Paul Hulliger

18871969

Paul Hulliger entwickelte zwischen 1918 und 1926 die sogenannte ‹Hulligerschrift›. Diese wurde an den Schweizer Schulen bis Mitte der Vierzigerjahre gelehrt. Hulliger sass für die SP im Weiteren Gemeinderat Riehen und war Initiant des Riehener Dorfmuseums.

Sohn des Andreas Hulliger (Lehrer) und der Maria, geborene Gutknecht. Erste Heirat 1916 mit Maria Hostettler. Zweite Heirat 1927 mit Marie Elise Müller. Fünf Kinder.

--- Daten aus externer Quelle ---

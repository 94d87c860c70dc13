//! Daemon-wide constants

/// Application name shown by desktop notification backends
pub const DEFAULT_APP_NAME: &str = "FileFlow";

/// Startup banner prefix
pub const MSG_BANNER: &str = "FileFlow bridge v";

/// Log prefix for handler failures
pub const ERR_HANDLING_REQUEST: &str = "Error handling request: ";

/// Log prefix for framing failures
pub const ERR_READ_REQUEST: &str = "Error reading request from ";

/// Log prefix for notification sink failures
pub const ERR_NOTIFICATION: &str = "Failed to show notification: ";

/// Log prefix for notification dismissal failures
pub const ERR_DISMISS: &str = "Failed to dismiss notification: ";

/// Log prefix for multicast reservation failures
pub const ERR_MULTICAST: &str = "Multicast reservation error: ";

/// Listener startup message prefix
pub const MSG_LISTENING: &str = "Listening on ";

/// Shutdown message printed when a termination signal arrives
pub const MSG_SHUTDOWN_RECEIVED: &str = "Shutdown signal received, stopping bridge...";

/// Log prefix for accept loop failures
pub const ERR_ACCEPT: &str = "Failed to accept connection: ";

/// Log prefix for listener bind failures
pub const ERR_BIND_FAILED: &str = "Failed to bind to ";

/// Log prefix for connection failures
pub const ERR_CONNECTION: &str = "Connection error from ";

/// Signal handler setup failure messages
pub const ERR_SIGNAL_SIGTERM: &str = "failed to install SIGTERM handler";
pub const ERR_SIGNAL_SIGINT: &str = "failed to install SIGINT handler";
pub const ERR_SIGNAL_CTRLC: &str = "failed to install Ctrl+C handler";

Paul Hulliger wurde am 27. September 1887 im bernischen Grafenried geboren. Er wuchs in einer Familie mit sieben Kindern auf.
Von 1903 bis 1907 absolvierte Hulliger das Lehrerseminar in Hofwil bei Bern und arbeitete danach bis 1911 als Primarlehrer im benachbarten Zollikofen. 1913 legte er erfolgreich die Prüfung zum Sekundarlehrer ab. Von 1914 bis 1916 durchlief er die Ausbildung zum Zeichenlehrer in München, Basel, Zürich und Bern. Im Anschluss daran lebte er von 1916 bis 1933 in Basel.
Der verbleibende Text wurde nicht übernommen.